Friday, December 14, 2007

Reevaluating Time's "Reevaluating the Rape of Nanjing"

Time Magazine has a column by Coco Master titled, "Reevaluating the Rape of Nanjing". It's a very interesting article. The part on how Coco Master felt some shame about his Japanese heritage after learning about the massacre that occurred in Nanjing by the Japanese in 1937 was very moving, touching, blah blah, all that jazz.

But the one thing that really bothers me about the piece is the how he includes information from two professors on the fault of the United States in supposedly covering up the atrocities. He writes that
Serious historians do not doubt that the massacre took place. But there is much disagreement over the details. Were 200,000 people killed or 300,000? Were 20,000 raped or 80,000? The whole truth may never be known. According to Samuel Yamashita, a professor at Pomona College in the U.S., details of the massacre and other atrocities were swept under the rug in postwar Japan, because the U.S. needed a strong Japanese nation on their side to counterbalance the growing threat of Communist China. "Execute a few heinous individuals and forget about everything else." That's how Joshua Fogel, a modern Asian studies historian at York University in the U.S., describes the American response to the massacre. "Just imagine if that had been the solution for postwar Germany rather than the Nuremberg Trials," Fogel says.


I found some serious errors in these conclusions:

- Why would during the post-WWII years the United States have "swept under the rug" these atrocities to counterbalance Communist China. China was a republic until 1949, four years after WWII had ended. Though the Chinese Civil War did begin again in 1947, the United States did not actively need a strong Japan to support Chiang Kai-shek's vicious regime. It didn't even know if it should support the nationalists.

- And why would the US want a strong Japan? The US just fought a massive war against it. At that time, a militaristic Japan was more cause for concern than a communist China.

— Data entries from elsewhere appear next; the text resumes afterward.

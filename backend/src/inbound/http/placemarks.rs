//! Placemark endpoints.
//!
//! ```text
//! GET    /placemarks               optional bearer
//! POST   /placemarks               PlacemarkRequest
//! GET    /placemarks/{id}          optional bearer, counts the view
//! PUT    /placemarks/{id}          PlacemarkRequest (partial)
//! DELETE /placemarks/{id}
//! POST   /placemarks/{id}/image    raw image bytes
//! ```
//!
//! Address fields travel flat next to the name. When coordinates are omitted
//! the address is geocoded.

use actix_web::{HttpResponse, delete, get, post, put, web};
use serde::{Deserialize, Serialize};

use crate::domain::auth::field_error;
use crate::domain::placemark::placemark_name;
use crate::domain::{
    Address, CategoryId, Coordinates, Error, Placemark, PlacemarkChanges, PlacemarkDraft,
    PlacemarkId,
};
use crate::inbound::http::ApiResult;
use crate::inbound::http::identity::{Authenticated, MaybeIdentity};
use crate::inbound::http::responses::MessageResponse;
use crate::inbound::http::state::HttpState;
use crate::inbound::http::validation::{FieldName, parse_id, required};

/// Create or update body. Every field is optional at the wire level; creation
/// enforces the required ones.
#[derive(Debug, Default, Deserialize, Serialize)]
#[serde(rename_all = "camelCase")]
pub struct PlacemarkRequest {
    pub name: Option<String>,
    pub description: Option<String>,
    pub category_id: Option<String>,
    pub street: Option<String>,
    pub house_number: Option<String>,
    pub zip: Option<String>,
    pub city: Option<String>,
    pub country: Option<String>,
    pub latitude: Option<f64>,
    pub longitude: Option<f64>,
    pub is_public: Option<bool>,
}

impl PlacemarkRequest {
    fn has_address(&self) -> bool {
        [
            &self.street,
            &self.house_number,
            &self.zip,
            &self.city,
            &self.country,
        ]
        .iter()
        .any(|field| field.is_some())
    }

    /// Street, zip, city and country are required together.
    fn address(&mut self) -> Result<Address, Error> {
        let street = required(self.street.take(), FieldName::new("street"))?;
        let zip = required(self.zip.take(), FieldName::new("zip"))?;
        let city = required(self.city.take(), FieldName::new("city"))?;
        let country = required(self.country.take(), FieldName::new("country"))?;
        let house_number = self.house_number.take().unwrap_or_default();
        Address::try_new(&street, &house_number, &zip, &city, &country)
    }

    fn coordinates(&self) -> Result<Option<Coordinates>, Error> {
        match (self.latitude, self.longitude) {
            (Some(latitude), Some(longitude)) => Coordinates::try_new(latitude, longitude).map(Some),
            (None, None) => Ok(None),
            (Some(_), None) => Err(field_error(
                "longitude",
                "longitude is required with latitude",
            )),
            (None, Some(_)) => Err(field_error(
                "latitude",
                "latitude is required with longitude",
            )),
        }
    }

    fn category_id(&self) -> Result<Option<CategoryId>, Error> {
        self.category_id
            .as_deref()
            .map(|raw| parse_id(raw, FieldName::new("categoryId")))
            .transpose()
    }

    fn into_draft(mut self) -> Result<PlacemarkDraft, Error> {
        let name = placemark_name(&required(self.name.take(), FieldName::new("name"))?)?;
        let category_id = self
            .category_id()?
            .ok_or_else(|| field_error("categoryId", "categoryId is required"))?;
        let coordinates = self.coordinates()?;
        let address = self.address()?;
        Ok(PlacemarkDraft {
            name,
            description: self.description.and_then(non_blank),
            category_id,
            address,
            coordinates,
            is_public: self.is_public.unwrap_or(true),
        })
    }

    fn into_changes(mut self) -> Result<PlacemarkChanges, Error> {
        let name = self.name.take().map(|raw| placemark_name(&raw)).transpose()?;
        let category_id = self.category_id()?;
        let coordinates = self.coordinates()?;
        let address = if self.has_address() {
            Some(self.address()?)
        } else {
            None
        };
        Ok(PlacemarkChanges {
            name,
            description: self.description.and_then(non_blank),
            category_id,
            address,
            coordinates,
            is_public: self.is_public,
        })
    }
}

fn non_blank(raw: String) -> Option<String> {
    let trimmed = raw.trim();
    (!trimmed.is_empty()).then(|| trimmed.to_owned())
}

fn placemark_id(raw: &str) -> Result<PlacemarkId, Error> {
    parse_id(raw, FieldName::new("id"))
}

#[get("/placemarks")]
pub async fn list_placemarks(
    state: web::Data<HttpState>,
    viewer: MaybeIdentity,
) -> ApiResult<web::Json<Vec<Placemark>>> {
    Ok(web::Json(state.placemarks.list(viewer.as_ref()).await?))
}

#[post("/placemarks")]
pub async fn create_placemark(
    state: web::Data<HttpState>,
    caller: Authenticated,
    payload: web::Json<PlacemarkRequest>,
) -> ApiResult<HttpResponse> {
    let draft = payload.into_inner().into_draft()?;
    let placemark = state.placemarks.create(&caller.0, draft).await?;
    Ok(HttpResponse::Created().json(placemark))
}

#[get("/placemarks/{id}")]
pub async fn get_placemark(
    state: web::Data<HttpState>,
    viewer: MaybeIdentity,
    path: web::Path<String>,
) -> ApiResult<web::Json<Placemark>> {
    let id = placemark_id(&path)?;
    Ok(web::Json(state.placemarks.get(viewer.as_ref(), id).await?))
}

#[put("/placemarks/{id}")]
pub async fn update_placemark(
    state: web::Data<HttpState>,
    caller: Authenticated,
    path: web::Path<String>,
    payload: web::Json<PlacemarkRequest>,
) -> ApiResult<web::Json<Placemark>> {
    let id = placemark_id(&path)?;
    let changes = payload.into_inner().into_changes()?;
    Ok(web::Json(
        state.placemarks.update(&caller.0, id, changes).await?,
    ))
}

#[delete("/placemarks/{id}")]
pub async fn delete_placemark(
    state: web::Data<HttpState>,
    caller: Authenticated,
    path: web::Path<String>,
) -> ApiResult<web::Json<MessageResponse>> {
    let id = placemark_id(&path)?;
    state.placemarks.delete(&caller.0, id).await?;
    Ok(web::Json(MessageResponse::new("Placemark deleted")))
}

/// The body is the raw image; its size is bounded by the payload config.
#[post("/placemarks/{id}/image")]
pub async fn upload_image(
    state: web::Data<HttpState>,
    caller: Authenticated,
    path: web::Path<String>,
    body: web::Bytes,
) -> ApiResult<web::Json<Placemark>> {
    let id = placemark_id(&path)?;
    Ok(web::Json(
        state
            .placemarks
            .attach_image(&caller.0, id, body.to_vec())
            .await?,
    ))
}

#[cfg(test)]
#[path = "placemarks_tests.rs"]
mod tests;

- Onto what Joshua Fogel says about "executing a few heinious individuals and forget about everything else". That's not true either. 25 major Japanese political figures and over 5,700 Japanese nationals were charged for war crimes under the International Military Tribunal for the Far East. That doesn't sound like "just a few" individuals to me. Oh, and these tribunals began in 1946 and ended in 1948, before the rise of Communist China.

I think the paragraph was included to get the attention of the American readers of the article. As with most things American, if we aren't in it, we aren't interested.

But that doesn't mean you have to place blame on the US for the coverup of the rape of Nanjing. That won't alleviate your shame anytime soon.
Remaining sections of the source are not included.